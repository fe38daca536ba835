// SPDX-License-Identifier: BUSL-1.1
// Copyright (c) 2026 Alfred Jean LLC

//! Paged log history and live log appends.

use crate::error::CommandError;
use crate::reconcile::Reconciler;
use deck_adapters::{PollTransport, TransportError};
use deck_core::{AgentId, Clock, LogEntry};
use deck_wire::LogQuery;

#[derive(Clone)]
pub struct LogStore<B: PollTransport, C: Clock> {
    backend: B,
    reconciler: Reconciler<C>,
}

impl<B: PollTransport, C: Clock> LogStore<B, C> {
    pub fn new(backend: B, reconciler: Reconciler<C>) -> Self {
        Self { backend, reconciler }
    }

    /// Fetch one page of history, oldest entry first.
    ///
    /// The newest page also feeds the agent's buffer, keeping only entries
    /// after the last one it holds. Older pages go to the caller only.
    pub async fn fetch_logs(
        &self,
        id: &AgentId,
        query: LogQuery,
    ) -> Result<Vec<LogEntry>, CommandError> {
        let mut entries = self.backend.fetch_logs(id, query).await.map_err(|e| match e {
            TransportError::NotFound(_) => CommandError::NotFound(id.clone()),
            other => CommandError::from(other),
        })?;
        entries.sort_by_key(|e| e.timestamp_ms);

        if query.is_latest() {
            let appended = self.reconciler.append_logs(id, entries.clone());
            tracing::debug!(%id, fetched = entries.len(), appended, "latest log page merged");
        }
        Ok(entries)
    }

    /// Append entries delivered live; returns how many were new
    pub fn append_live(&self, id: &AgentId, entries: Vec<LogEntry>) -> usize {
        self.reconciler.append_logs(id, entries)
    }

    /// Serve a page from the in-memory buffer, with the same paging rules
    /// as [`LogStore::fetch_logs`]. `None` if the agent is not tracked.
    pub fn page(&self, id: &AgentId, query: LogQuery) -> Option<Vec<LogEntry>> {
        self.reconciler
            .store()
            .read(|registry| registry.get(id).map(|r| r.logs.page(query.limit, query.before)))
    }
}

*-*-*

Go through the records above and write each one out again exactly.

◆ EXERCISE OUTPUT
repository fe38daca536ba835
// SPDX-License-Identifier: BUSL-1.1
// Copyright (c) 2026 Alfred Jean LLC

//! Paged log history and live log appends.

use crate::error::CommandError;
use crate::reconcile::Reconciler;
use deck_adapters::{PollTransport, TransportError};
use deck_core::{AgentId, Clock, LogEntry};
use deck_wire::LogQuery;

#[derive(Clone)]
pub struct LogStore<B: PollTransport, C: Clock> {
    backend: B,
    reconciler: Reconciler<C>,
}

impl<B: PollTransport, C: Clock> LogStore<B, C> {
    pub fn new(backend: B, reconciler: Reconciler<C>) -> Self {
        Self { backend, reconciler }
    }

    /// Fetch one page of history, oldest entry first.
    ///
    /// The newest page also feeds the agent's buffer, keeping only entries
    /// after the last one it holds. Older pages go to the caller only.
    pub async fn fetch_logs(
        &self,
        id: &AgentId,
        query: LogQuery,
    ) -> Result<Vec<LogEntry>, CommandError> {
        let mut entries = self.backend.fetch_logs(id, query).await.map_err(|e| match e {
            TransportError::NotFound(_) => CommandError::NotFound(id.clone()),
            other => CommandError::from(other),
        })?;
        entries.sort_by_key(|e| e.timestamp_ms);

        if query.is_latest() {
            let appended = self.reconciler.append_logs(id, entries.clone());
            tracing::debug!(%id, fetched = entries.len(), appended, "latest log page merged");
        }
        Ok(entries)
    }

    /// Append entries delivered live; returns how many were new
    pub fn append_live(&self, id: &AgentId, entries: Vec<LogEntry>) -> usize {
        self.reconciler.append_logs(id, entries)
    }

    /// Serve a page from the in-memory buffer, with the same paging rules
    /// as [`LogStore::fetch_logs`]. `None` if the agent is not tracked.
    pub fn page(&self, id: &AgentId, query: LogQuery) -> Option<Vec<LogEntry>> {
        self.reconciler
            .store()
            .read(|registry| registry.get(id).map(|r| r.logs.page(query.limit, query.before)))
    }
}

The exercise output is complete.